O ministro do Trabalho, Luiz Marinho, confirmou com outras palavras as declarações do presidente da República. De acordo com Marinho o presidente Lula foi cauteloso e teria dito que não podia aceitar o mínimo de R$ 384,00 porque seria uma irresponsabilidade fiscal. ''Não existe espaço no orçamento'', frisou o ministro. Segundo Marinho o presidente atribuiu a decisão do Senado ao momento político e à proximidade das eleições do próximo ano.

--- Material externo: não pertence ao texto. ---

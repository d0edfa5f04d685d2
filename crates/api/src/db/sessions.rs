//! Session store: opaque token persistence with lazy expiry.
//!
//! `lookup` is the only read path the authorization guard uses; it treats
//! expired rows as not-found, so a row physically surviving past its
//! `expires_at` is harmless until [`SessionRepository::delete_expired`]
//! sweeps it.

use std::time::Duration;

use base64::Engine as _;
use base64::engine::general_purpose::URL_SAFE_NO_PAD;
use chrono::{DateTime, Utc};
use rand::RngCore;
use sqlx::PgPool;

use postkasir_core::{SessionToken, UserId};

use super::RepositoryError;
use crate::models::Session;

/// Number of random bytes per token (43 base64 characters).
const TOKEN_BYTES: usize = 32;

/// Generate a cryptographically random session token.
///
/// 32 bytes from the thread-local CSPRNG, URL-safe base64 without padding.
#[must_use]
pub fn generate_token() -> SessionToken {
    let mut bytes = [0u8; TOKEN_BYTES];
    rand::rng().fill_bytes(&mut bytes);
    let encoded = URL_SAFE_NO_PAD.encode(bytes);
    SessionToken::parse(&encoded).unwrap_or_else(|e| {
        // 32 bytes always encode to 43 URL-safe characters
        unreachable!("generated token failed validation: {e}")
    })
}

/// Database row for a session.
#[derive(Debug, sqlx::FromRow)]
struct SessionRow {
    token: String,
    user_id: i32,
    created_at: DateTime<Utc>,
    expires_at: DateTime<Utc>,
}

impl SessionRow {
    fn into_session(self) -> Result<Session, RepositoryError> {
        let token = SessionToken::parse(&self.token).map_err(|e| {
            RepositoryError::DataCorruption(format!("invalid session token in database: {e}"))
        })?;

        Ok(Session {
            token,
            user_id: UserId::new(self.user_id),
            created_at: self.created_at,
            expires_at: self.expires_at,
        })
    }
}

/// Repository for session database operations.
pub struct SessionRepository<'a> {
    pool: &'a PgPool,
}

impl<'a> SessionRepository<'a> {
    /// Create a new session repository.
    #[must_use]
    pub const fn new(pool: &'a PgPool) -> Self {
        Self { pool }
    }

    /// Create a session for `user_id`, expiring after `ttl`.
    ///
    /// # Errors
    ///
    /// Returns `RepositoryError::Database` if the insert fails.
    pub async fn create(&self, user_id: UserId, ttl: Duration) -> Result<Session, RepositoryError> {
        let token = generate_token();
        let expires_at = Utc::now() + ttl;

        let row = sqlx::query_as::<_, SessionRow>(
            r"
            INSERT INTO sessions (token, user_id, expires_at)
            VALUES ($1, $2, $3)
            RETURNING token, user_id, created_at, expires_at
            ",
        )
        .bind(token.as_str())
        .bind(user_id.as_i32())
        .bind(expires_at)
        .fetch_one(self.pool)
        .await?;

        row.into_session()
    }

    /// Look up an unexpired session by token.
    ///
    /// Expired sessions are not-found; the row may still exist physically.
    ///
    /// # Errors
    ///
    /// Returns `RepositoryError::Database` if the query fails.
    pub async fn lookup(&self, token: &SessionToken) -> Result<Option<Session>, RepositoryError> {
        let row = sqlx::query_as::<_, SessionRow>(
            r"
            SELECT token, user_id, created_at, expires_at
            FROM sessions
            WHERE token = $1 AND expires_at > now()
            ",
        )
        .bind(token.as_str())
        .fetch_optional(self.pool)
        .await?;

        row.map(SessionRow::into_session).transpose()
    }

    /// Invalidate a single session (logout).
    ///
    /// Returns `true` if a session was deleted.
    ///
    /// # Errors
    ///
    /// Returns `RepositoryError::Database` if the delete fails.
    pub async fn invalidate(&self, token: &SessionToken) -> Result<bool, RepositoryError> {
        let result = sqlx::query("DELETE FROM sessions WHERE token = $1")
            .bind(token.as_str())
            .execute(self.pool)
            .await?;

        Ok(result.rows_affected() > 0)
    }

    /// Invalidate every session system-wide (force re-login).
    ///
    /// A single DELETE: no session created before this statement commits
    /// remains valid after it returns.
    ///
    /// # Errors
    ///
    /// Returns `RepositoryError::Database` if the delete fails.
    pub async fn invalidate_all(&self) -> Result<u64, RepositoryError> {
        let result = sqlx::query("DELETE FROM sessions").execute(self.pool).await?;
        Ok(result.rows_affected())
    }

    /// Invalidate every session belonging to one user.
    ///
    /// # Errors
    ///
    /// Returns `RepositoryError::Database` if the delete fails.
    pub async fn invalidate_all_for_user(&self, user_id: UserId) -> Result<u64, RepositoryError> {
        let result = sqlx::query("DELETE FROM sessions WHERE user_id = $1")
            .bind(user_id.as_i32())
            .execute(self.pool)
            .await?;

        Ok(result.rows_affected())
    }

    /// Delete expired session rows.
    ///
    /// Housekeeping only - `lookup` already treats expired rows as
    /// not-found, so correctness never depends on this running.
    ///
    /// # Errors
    ///
    /// Returns `RepositoryError::Database` if the delete fails.
    pub async fn delete_expired(&self) -> Result<u64, RepositoryError> {
        let result = sqlx::query("DELETE FROM sessions WHERE expires_at <= now()")
            .execute(self.pool)
            .await?;

        Ok(result.rows_affected())
    }
}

O ministro disse que a estratégia do governo para manter o salário mínimo em R$ 300,00 vai ser negociar com a Câmara dos Deputados. ''Me parece coerente a Câmara restabelecer os R$ 300,00, pois esse foi o resultado da votação em primeiro turno'', disse. Marinho argumentou que o governo não pode dar o aumento decidido pelo Senado simplesmente porque não existe dinheiro para isso. ''Não há possibilidade de tirar da saúde, da educação'', constatou.
''Foi uma medida eminentemente política para constranger o presidente'', denunciou. Na coletiva que concedeu após a instalação da Comissão Quadripartite, Marinho estava acompanhado de representantes dos municípios, que confirmaram a impossibilidade do setor público arcar com o pagamento do salário mínimo de R$ 384,00.
''O impacto é pesadíssimo para os municípios, principalmente os mais pobres do Norte e Nordeste. Em muitos deles, mais de 60% do orçamento já é gasto com o pagamento de pessoal, com o mínimo no patamar de R$ 300,00'', afirmou o secretário-executivo da Frente Nacional de Prefeitos, João Luiz dos Santos.